■ SOURCE DATA
====================

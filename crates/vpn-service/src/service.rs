//! The [`NetworkService`] façade.
//!
//! Composes the forwarding engine, the tunnel supervisor, the port scanner
//! and the firewall manager behind one operation surface. Mutating
//! operations take a [`Caller`]; read-only ones do not.

use crate::auth::{AuthConfig, Caller};
use crate::config::ServiceConfig;
use crate::error::{Result, ServiceError};
use serde::{Deserialize, Serialize};
use std::sync::Arc;
use tracing::{error, info, warn};
use vpn_forward::{CreateRule, ForwardManager, ForwardRule, RuleFilter, StatsSnapshot, UpdateRule};
use vpn_network::{
    FirewallBackend, FirewallManager, FirewallRequest, FirewallStatus, IptablesBackend, PortCheck,
    PortScanResult, PortScanner, ScanRequest, SocketInspector,
};
use vpn_types::{ConnectionInfo, FirewallRule, JsonFileStore, ListeningSocket, StateStore};
use vpn_wireguard::{
    ConnectionLog, CreatePeer, InterfaceStatus, InterfaceView, PeerInfo, TunnelBackend,
    TunnelState, UpdateInterface, UpdatePeer, WgQuickBackend, WireGuardError, WireGuardPeer,
    WireGuardSupervisor,
};

/// Counts shown on the dashboard landing page
#[derive(Debug, Clone, Serialize, Deserialize)]
#[serde(rename_all = "camelCase")]
pub struct Overview {
    pub forward_rules: usize,
    pub running_rules: usize,
    pub active_connections: u64,
    pub tunnel_state: TunnelState,
    pub peer_count: usize,
}

pub struct NetworkService {
    auth: AuthConfig,
    forward: ForwardManager,
    wireguard: WireGuardSupervisor,
    scanner: PortScanner,
    firewall: FirewallManager,
}

impl NetworkService {
    /// Build the service on the OS tooling named in `config`
    pub async fn new(config: ServiceConfig) -> Result<Self> {
        let store: Arc<dyn StateStore> = Arc::new(JsonFileStore::new(&config.storage.state_dir)?);
        let tunnel: Arc<dyn TunnelBackend> = Arc::new(WgQuickBackend::new(
            config.wireguard.wg_binary.clone(),
            config.wireguard.wg_quick_binary.clone(),
        ));
        let firewall: Arc<dyn FirewallBackend> = Arc::new(IptablesBackend::new(
            config.firewall.iptables_binary.clone(),
            config.firewall.chain.clone(),
        ));
        Self::with_backends(config, store, tunnel, firewall).await
    }

    /// Build the service on explicit backends.
    ///
    /// Fails when the tunnel tooling is missing; that is not recoverable at
    /// runtime.
    pub async fn with_backends(
        config: ServiceConfig,
        store: Arc<dyn StateStore>,
        tunnel: Arc<dyn TunnelBackend>,
        firewall: Arc<dyn FirewallBackend>,
    ) -> Result<Self> {
        if let Err(e) = tunnel.check_available().await {
            error!(error = %e, "WireGuard tooling unavailable");
            return Err(match e {
                WireGuardError::ToolUnavailable(_) => e.into(),
                other => WireGuardError::ToolUnavailable(other.to_string()).into(),
            });
        }

        let forward = ForwardManager::new(config.forward.clone(), store.clone()).await?;
        let wireguard = WireGuardSupervisor::new(config.wireguard.clone(), tunnel, store).await?;
        let scanner = PortScanner::new(config.scanner.clone())
            .with_inspector(SocketInspector::new(config.sockets.ss_binary.clone()));

        Ok(Self {
            auth: config.auth,
            forward,
            wireguard,
            scanner,
            firewall: FirewallManager::new(firewall),
        })
    }

    /// Restart previously running rules and auto-start the tunnel
    pub async fn init(&self) {
        self.forward.restore().await;
        self.wireguard.init().await;
    }

    /// Stop every rule and the tunnel
    pub async fn shutdown(&self) {
        info!("Shutting down network service");
        self.forward.shutdown().await;
        self.wireguard.shutdown().await;
    }

    fn authorize(&self, caller: &Caller, action: &str) -> Result<()> {
        if caller.is_authorized() || !self.auth.require_authorization {
            return Ok(());
        }
        warn!(action, "Rejected anonymous caller");
        Err(ServiceError::Unauthorized(format!(
            "{} requires an authorized caller",
            action
        )))
    }

    pub async fn overview(&self) -> Overview {
        Overview {
            forward_rules: self.forward.rule_count().await,
            running_rules: self.forward.running_count().await,
            active_connections: self.forward.total_active_connections().await,
            tunnel_state: self.wireguard.state(),
            peer_count: self.wireguard.peer_count().await,
        }
    }

    // Forward

    pub async fn forward_list(&self, filter: &RuleFilter) -> Vec<ForwardRule> {
        self.forward.list(filter).await
    }

    pub async fn forward_get(&self, id: u64) -> Result<ForwardRule> {
        Ok(self.forward.get(id).await?)
    }

    pub async fn forward_create(&self, caller: &Caller, request: CreateRule) -> Result<ForwardRule> {
        self.authorize(caller, "forward.create")?;
        let rule = self.forward.create(request).await?;
        info!(rule_id = rule.id, by = caller.subject(), "Forward rule created");
        Ok(rule)
    }

    pub async fn forward_update(
        &self,
        caller: &Caller,
        id: u64,
        changes: UpdateRule,
    ) -> Result<ForwardRule> {
        self.authorize(caller, "forward.update")?;
        Ok(self.forward.update(id, changes).await?)
    }

    pub async fn forward_delete(&self, caller: &Caller, id: u64) -> Result<()> {
        self.authorize(caller, "forward.delete")?;
        self.forward.delete(id).await?;
        info!(rule_id = id, by = caller.subject(), "Forward rule deleted");
        Ok(())
    }

    pub async fn forward_start(&self, caller: &Caller, id: u64) -> Result<ForwardRule> {
        self.authorize(caller, "forward.start")?;
        Ok(self.forward.start(id).await?)
    }

    pub async fn forward_stop(&self, caller: &Caller, id: u64) -> Result<ForwardRule> {
        self.authorize(caller, "forward.stop")?;
        Ok(self.forward.stop(id).await?)
    }

    pub async fn forward_restart(&self, caller: &Caller, id: u64) -> Result<ForwardRule> {
        self.authorize(caller, "forward.restart")?;
        Ok(self.forward.restart(id).await?)
    }

    pub async fn forward_stats(&self, id: u64) -> Result<StatsSnapshot> {
        Ok(self.forward.stats(id).await?)
    }

    /// Prometheus text exposition of the relay metrics
    pub fn forward_metrics(&self) -> Result<String> {
        Ok(self.forward.metrics_text()?)
    }

    // WireGuard

    pub async fn wireguard_status(&self) -> Result<InterfaceStatus> {
        Ok(self.wireguard.status().await?)
    }

    pub async fn wireguard_start(&self, caller: &Caller) -> Result<InterfaceStatus> {
        self.authorize(caller, "wireguard.start")?;
        Ok(self.wireguard.start().await?)
    }

    pub async fn wireguard_stop(&self, caller: &Caller) -> Result<InterfaceStatus> {
        self.authorize(caller, "wireguard.stop")?;
        Ok(self.wireguard.stop().await?)
    }

    pub async fn wireguard_restart(&self, caller: &Caller) -> Result<InterfaceStatus> {
        self.authorize(caller, "wireguard.restart")?;
        Ok(self.wireguard.restart().await?)
    }

    pub async fn wireguard_config(&self) -> InterfaceView {
        self.wireguard.config().await
    }

    pub async fn wireguard_update_config(
        &self,
        caller: &Caller,
        changes: UpdateInterface,
    ) -> Result<InterfaceView> {
        self.authorize(caller, "wireguard.update_config")?;
        Ok(self.wireguard.update_config(changes).await?)
    }

    pub async fn wireguard_peers(&self) -> Vec<PeerInfo> {
        self.wireguard.peers().await
    }

    pub async fn wireguard_create_peer(
        &self,
        caller: &Caller,
        request: CreatePeer,
    ) -> Result<WireGuardPeer> {
        self.authorize(caller, "wireguard.create_peer")?;
        Ok(self.wireguard.create_peer(request).await?)
    }

    pub async fn wireguard_update_peer(
        &self,
        caller: &Caller,
        id: u64,
        changes: UpdatePeer,
    ) -> Result<WireGuardPeer> {
        self.authorize(caller, "wireguard.update_peer")?;
        Ok(self.wireguard.update_peer(id, changes).await?)
    }

    pub async fn wireguard_delete_peer(&self, caller: &Caller, id: u64) -> Result<()> {
        self.authorize(caller, "wireguard.delete_peer")?;
        Ok(self.wireguard.delete_peer(id).await?)
    }

    pub async fn wireguard_peer_config(&self, id: u64) -> Result<String> {
        Ok(self.wireguard.peer_config(id).await?)
    }

    pub async fn wireguard_peer_qrcode(&self, id: u64) -> Result<String> {
        Ok(self.wireguard.peer_qrcode(id).await?)
    }

    pub async fn wireguard_connection_logs(
        &self,
        peer_id: Option<u64>,
        limit: usize,
    ) -> Vec<ConnectionLog> {
        self.wireguard.connection_logs(peer_id, limit).await
    }

    // Ports

    pub async fn port_scan(&self, request: &ScanRequest) -> Result<Vec<PortScanResult>> {
        Ok(self.scanner.scan(request).await?)
    }

    pub async fn port_check(&self, port: u16) -> Result<PortCheck> {
        Ok(self.scanner.check(port).await?)
    }

    pub async fn port_listen(&self) -> Result<Vec<ListeningSocket>> {
        Ok(self.scanner.listen().await?)
    }

    pub async fn port_connections(&self, port: u16) -> Result<Vec<ConnectionInfo>> {
        Ok(self.scanner.connections(port).await?)
    }

    // Firewall

    pub async fn firewall_rules(&self) -> Result<Vec<FirewallRule>> {
        Ok(self.firewall.rules().await?)
    }

    pub async fn firewall_status(&self) -> Result<FirewallStatus> {
        Ok(self.firewall.status().await?)
    }

    pub async fn firewall_open(
        &self,
        caller: &Caller,
        request: &FirewallRequest,
    ) -> Result<Vec<FirewallRule>> {
        self.authorize(caller, "firewall.open")?;
        Ok(self.firewall.open(request).await?)
    }

    pub async fn firewall_close(
        &self,
        caller: &Caller,
        request: &FirewallRequest,
    ) -> Result<Vec<FirewallRule>> {
        self.authorize(caller, "firewall.close")?;
        Ok(self.firewall.close(request).await?)
    }
}
pub mod config;
pub mod error;
pub mod manager;
pub mod metrics;
pub mod relay;
pub mod rule;
pub mod stats;
pub mod throttle;

pub use config::ForwardConfig;
pub use error::{ForwardError, Result};
pub use manager::ForwardManager;
pub use metrics::{ForwardMetrics, RuleMetrics};
pub use relay::RelayRule;
pub use rule::{CreateRule, ForwardRule, RuleFilter, RuleStatus, UpdateRule};
pub use stats::{Direction, StatsCounter, StatsSnapshot};
pub mod error;
pub mod keys;
pub mod qr;

pub use error::{CryptoError, Result};
pub use keys::{KeyPair, X25519KeyManager};
pub use qr::{ErrorCorrectionLevel, QrCodeGenerator};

====================

■ WHAT YOU WILL DO
Which lines of the data include the word "PeerInfo"? Copy each one.

■ RESULT OF THE TASK
    ConnectionLog, CreatePeer, InterfaceStatus, InterfaceView, PeerInfo, TunnelBackend,
    pub async fn wireguard_peers(&self) -> Vec<PeerInfo> {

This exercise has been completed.